Students from the University of Michigan are among those participating in the SAE International Supermileage Challenge, which takes place in Marshall, Michigan, annually. Contestants must engineer a single-person, fuel efficient car with a four-stroke engine, according to the University of Michigan News Service.
The engineering research competition is one of the nation's largest, and students from the University of Michigan said their model vehicle is expected to require only one gallon of fuel to travel 3,300 miles. The team used only a lawnmower engine in their design, and they asserted they could potentially boost the engine's fuel efficiency before the start of the competition.
"We are taking something that is in your backyard and turning it into something that's sleek, modern and high-performance," said Laura Pillari, the team's co-founder and a mechanical engineering major at the school.
The current North American record holder was able to drive 3,169 miles on a single gallon of fuel.
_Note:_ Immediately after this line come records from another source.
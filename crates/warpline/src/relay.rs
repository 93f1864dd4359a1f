//! Address-Learning UDP Relay
//!
//! Bridges a local UDP socket to a remote destination dialed through an
//! outer tunnel, so an inner tunnel can use the local socket as its peer
//! endpoint.
//!
//! ```text
//! inner tunnel ──► local socket ──► outer.dial_udp(remote) ──► remote
//!      ▲                                      │
//!      └───────── learned client ◄────────────┘
//! ```
//!
//! Return traffic goes to the most recent sender seen on the local socket
//! (one learned client, last writer wins). Nothing is returned before a
//! client has been learned.

use crate::tunnel::{DatagramConn, Tunnel, TunnelError};
use std::net::SocketAddr;
use std::sync::Arc;
use tokio::net::UdpSocket;
use tokio::sync::RwLock;
use tokio::task::JoinHandle;
use tokio_util::sync::CancellationToken;
use tracing::{debug, info};

/// Local and remote ends of a relay plus the learned client
#[derive(Debug, Clone)]
pub struct RelayBinding {
    pub local: SocketAddr,
    pub remote: SocketAddr,
    learned: Arc<RwLock<Option<SocketAddr>>>,
}

impl RelayBinding {
    pub async fn learned_client(&self) -> Option<SocketAddr> {
        *self.learned.read().await
    }
}

/// A running relay; both loops stop when its token fires
pub struct UdpRelay {
    binding: RelayBinding,
    task: JoinHandle<()>,
}

impl UdpRelay {
    /// Bind `local`, dial `remote` through `outer` and start forwarding
    /// datagrams of up to `mtu` bytes.
    pub async fn bind(
        local: SocketAddr,
        remote: SocketAddr,
        outer: Arc<dyn Tunnel>,
        mtu: usize,
        cancel: CancellationToken,
    ) -> Result<Self, RelayError> {
        if mtu == 0 {
            return Err(RelayError::InvalidMtu);
        }

        let listener = Arc::new(UdpSocket::bind(local).await?);
        let local = listener.local_addr()?;
        let upstream: Arc<dyn DatagramConn> = Arc::from(outer.dial_udp(remote).await?);

        let binding = RelayBinding {
            local,
            remote,
            learned: Arc::new(RwLock::new(None)),
        };

        info!("UDP relay {} -> {} (mtu {})", local, remote, mtu);

        let outbound = client_to_remote(
            listener.clone(),
            upstream.clone(),
            binding.learned.clone(),
            mtu,
            cancel.clone(),
        );
        let inbound = remote_to_client(listener, upstream, binding.learned.clone(), mtu, cancel);

        let task = tokio::spawn(async move {
            tokio::join!(outbound, inbound);
            debug!("UDP relay on {} closed", local);
        });

        Ok(Self { binding, task })
    }

    pub fn local_addr(&self) -> SocketAddr {
        self.binding.local
    }

    pub fn binding(&self) -> &RelayBinding {
        &self.binding
    }

    /// Wait for both loops to finish and the sockets to close
    pub async fn join(self) {
        let _ = self.task.await;
    }
}

async fn client_to_remote(
    listener: Arc<UdpSocket>,
    upstream: Arc<dyn DatagramConn>,
    learned: Arc<RwLock<Option<SocketAddr>>>,
    mtu: usize,
    cancel: CancellationToken,
) {
    let mut buf = vec![0u8; mtu];
    loop {
        let (n, from) = tokio::select! {
            biased;
            _ = cancel.cancelled() => break,
            received = listener.recv_from(&mut buf) => match received {
                Ok(received) => received,
                Err(e) => {
                    debug!("Relay local read error: {}", e);
                    continue;
                }
            },
        };

        {
            let mut client = learned.write().await;
            if *client != Some(from) {
                debug!("Relay learned client {}", from);
                *client = Some(from);
            }
        }

        if let Err(e) = upstream.send(&buf[..n]).await {
            debug!("Relay upstream write error: {}", e);
        }
    }
}

async fn remote_to_client(
    listener: Arc<UdpSocket>,
    upstream: Arc<dyn DatagramConn>,
    learned: Arc<RwLock<Option<SocketAddr>>>,
    mtu: usize,
    cancel: CancellationToken,
) {
    let mut buf = vec![0u8; mtu];
    loop {
        let n = tokio::select! {
            biased;
            _ = cancel.cancelled() => break,
            received = upstream.recv(&mut buf) => match received {
                Ok(n) => n,
                Err(e) => {
                    debug!("Relay upstream read error: {}", e);
                    continue;
                }
            },
        };

        let Some(client) = *learned.read().await else {
            debug!("Relay dropped {} bytes: no client yet", n);
            continue;
        };
        if let Err(e) = listener.send_to(&buf[..n], client).await {
            debug!("Relay local write error: {}", e);
        }
    }
}

#[derive(Debug, thiserror::Error)]
pub enum RelayError {
    #[error("Relay MTU must be non-zero")]
    InvalidMtu,

    #[error("Outer tunnel dial failed: {0}")]
    Dial(#[from] TunnelError),

    #[error("IO error: {0}")]
    Io(#[from] std::io::Error),
}

#[cfg(test)]
mod tests {
    use super::*;
    use crate::tunnel::{BoxedStream, HostTunnel};
    use async_trait::async_trait;
    use std::io;
    use std::time::Duration;
    use tokio::sync::{Mutex, mpsc};
    use tokio::time::timeout;

    /// Datagram flow backed by channels: sends are observable and
    /// replies are injected by the test.
    struct ChannelDatagram {
        sent: mpsc::UnboundedSender<Vec<u8>>,
        replies: Mutex<mpsc::UnboundedReceiver<Vec<u8>>>,
    }

    #[async_trait]
    impl DatagramConn for ChannelDatagram {
        async fn send(&self, buf: &[u8]) -> io::Result<usize> {
            let _ = self.sent.send(buf.to_vec());
            Ok(buf.len())
        }

        async fn recv(&self, buf: &mut [u8]) -> io::Result<usize> {
            let Some(reply) = self.replies.lock().await.recv().await else {
                return std::future::pending().await;
            };
            let n = reply.len().min(buf.len());
            buf[..n].copy_from_slice(&reply[..n]);
            Ok(n)
        }
    }

    struct ChannelTunnel {
        conn: std::sync::Mutex<Option<ChannelDatagram>>,
    }

    #[async_trait]
    impl Tunnel for ChannelTunnel {
        async fn dial(&self, _destination: &str) -> Result<BoxedStream, TunnelError> {
            Err(TunnelError::Stopped)
        }

        async fn dial_udp(&self, _destination: SocketAddr) -> Result<Box<dyn DatagramConn>, TunnelError> {
            let conn = self.conn.lock().ok().and_then(|mut c| c.take());
            conn.map(|c| Box::new(c) as Box<dyn DatagramConn>)
                .ok_or(TunnelError::Stopped)
        }

        async fn stop(&self) {}
    }

    fn channel_tunnel() -> (
        Arc<ChannelTunnel>,
        mpsc::UnboundedReceiver<Vec<u8>>,
        mpsc::UnboundedSender<Vec<u8>>,
    ) {
        let (sent_tx, sent_rx) = mpsc::unbounded_channel();
        let (reply_tx, reply_rx) = mpsc::unbounded_channel();
        let tunnel = ChannelTunnel {
            conn: std::sync::Mutex::new(Some(ChannelDatagram {
                sent: sent_tx,
                replies: Mutex::new(reply_rx),
            })),
        };
        (Arc::new(tunnel), sent_rx, reply_tx)
    }

    fn loopback() -> SocketAddr {
        "127.0.0.1:0".parse().unwrap()
    }

    #[tokio::test]
    async fn test_relay_round_trip_through_host_tunnel() {
        let remote = UdpSocket::bind(loopback()).await.unwrap();
        let cancel = CancellationToken::new();
        let relay = UdpRelay::bind(
            loopback(),
            remote.local_addr().unwrap(),
            Arc::new(HostTunnel::default()),
            1400,
            cancel.clone(),
        )
        .await
        .unwrap();

        let client = UdpSocket::bind(loopback()).await.unwrap();
        client.send_to(b"initiation", relay.local_addr()).await.unwrap();

        let mut buf = [0u8; 64];
        let (n, upstream) = timeout(Duration::from_secs(2), remote.recv_from(&mut buf))
            .await
            .unwrap()
            .unwrap();
        assert_eq!(&buf[..n], b"initiation");

        remote.send_to(b"response", upstream).await.unwrap();
        let (n, from) = timeout(Duration::from_secs(2), client.recv_from(&mut buf))
            .await
            .unwrap()
            .unwrap();
        assert_eq!(&buf[..n], b"response");
        assert_eq!(from, relay.local_addr());
        assert_eq!(
            relay.binding().learned_client().await,
            Some(client.local_addr().unwrap())
        );

        cancel.cancel();
        timeout(Duration::from_secs(2), relay.join()).await.unwrap();
    }

    #[tokio::test]
    async fn test_no_reply_before_client_is_learned() {
        let (tunnel, mut sent, replies) = channel_tunnel();
        let cancel = CancellationToken::new();
        let relay = UdpRelay::bind(loopback(), "192.0.2.1:2408".parse().unwrap(), tunnel, 1400, cancel.clone())
            .await
            .unwrap();
        let client = UdpSocket::bind(loopback()).await.unwrap();
        let mut buf = [0u8; 64];

        replies.send(b"early".to_vec()).unwrap();
        assert!(
            timeout(Duration::from_millis(150), client.recv_from(&mut buf))
                .await
                .is_err()
        );
        assert_eq!(relay.binding().learned_client().await, None);

        client.send_to(b"hello", relay.local_addr()).await.unwrap();
        let forwarded = timeout(Duration::from_secs(2), sent.recv()).await.unwrap().unwrap();
        assert_eq!(forwarded, b"hello");

        replies.send(b"late".to_vec()).unwrap();
        let (n, _) = timeout(Duration::from_secs(2), client.recv_from(&mut buf))
            .await
            .unwrap()
            .unwrap();
        assert_eq!(&buf[..n], b"late");

        cancel.cancel();
        timeout(Duration::from_secs(2), relay.join()).await.unwrap();
    }

    #[tokio::test]
    async fn test_last_sender_wins() {
        let (tunnel, mut sent, replies) = channel_tunnel();
        let cancel = CancellationToken::new();
        let relay = UdpRelay::bind(loopback(), "192.0.2.1:2408".parse().unwrap(), tunnel, 1400, cancel.clone())
            .await
            .unwrap();

        let first = UdpSocket::bind(loopback()).await.unwrap();
        let second = UdpSocket::bind(loopback()).await.unwrap();
        first.send_to(b"a", relay.local_addr()).await.unwrap();
        sent.recv().await.unwrap();
        second.send_to(b"b", relay.local_addr()).await.unwrap();
        sent.recv().await.unwrap();

        assert_eq!(
            relay.binding().learned_client().await,
            Some(second.local_addr().unwrap())
        );
        replies.send(b"to-second".to_vec()).unwrap();
        let mut buf = [0u8; 16];
        let (n, _) = timeout(Duration::from_secs(2), second.recv_from(&mut buf))
            .await
            .unwrap()
            .unwrap();
        assert_eq!(&buf[..n], b"to-second");

        cancel.cancel();
    }

    #[tokio::test]
    async fn test_cancel_closes_local_socket() {
        let cancel = CancellationToken::new();
        let remote = UdpSocket::bind(loopback()).await.unwrap();
        let relay = UdpRelay::bind(
            loopback(),
            remote.local_addr().unwrap(),
            Arc::new(HostTunnel::default()),
            1400,
            cancel.clone(),
        )
        .await
        .unwrap();
        let local = relay.local_addr();

        cancel.cancel();
        timeout(Duration::from_secs(2), relay.join()).await.unwrap();
        UdpSocket::bind(local).await.unwrap();
    }

    #[tokio::test]
    async fn test_zero_mtu_rejected() {
        let (tunnel, _, _) = channel_tunnel();
        let err = UdpRelay::bind(loopback(), loopback(), tunnel, 0, CancellationToken::new()).await;
        assert!(matches!(err, Err(RelayError::InvalidMtu)));
    }
}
The students said that the technologies they are using in their design could easily be manufactured on large-scale in only a few years time,
"Fuel efficiency is one of those issues prevalent in society today," affirmed team co-founder and senior mechanical engineering student Brett Merkel. "The technology we're coming up with can have far-reaching effects, and be implemented in just a few years."
Their optimism is well founded, according to professors and contest organizers. One of the team's members, Lihang Nong, is already making a name for himself with one of the components he designed that the team is using in its model car. Nong was responsible for the car's fuel injection system, which a startup is currently endeavoring to popularize.
The company, PicoSpray, was the recipient of $20,000 prize at the Michigan Clean Energy Venture Competition. The startup is working on the university's student business incubator, TechArb, according to the news provider, and it is poised to disrupt the automobile market with its energy efficient reworking of a conventional fuel injector scheme.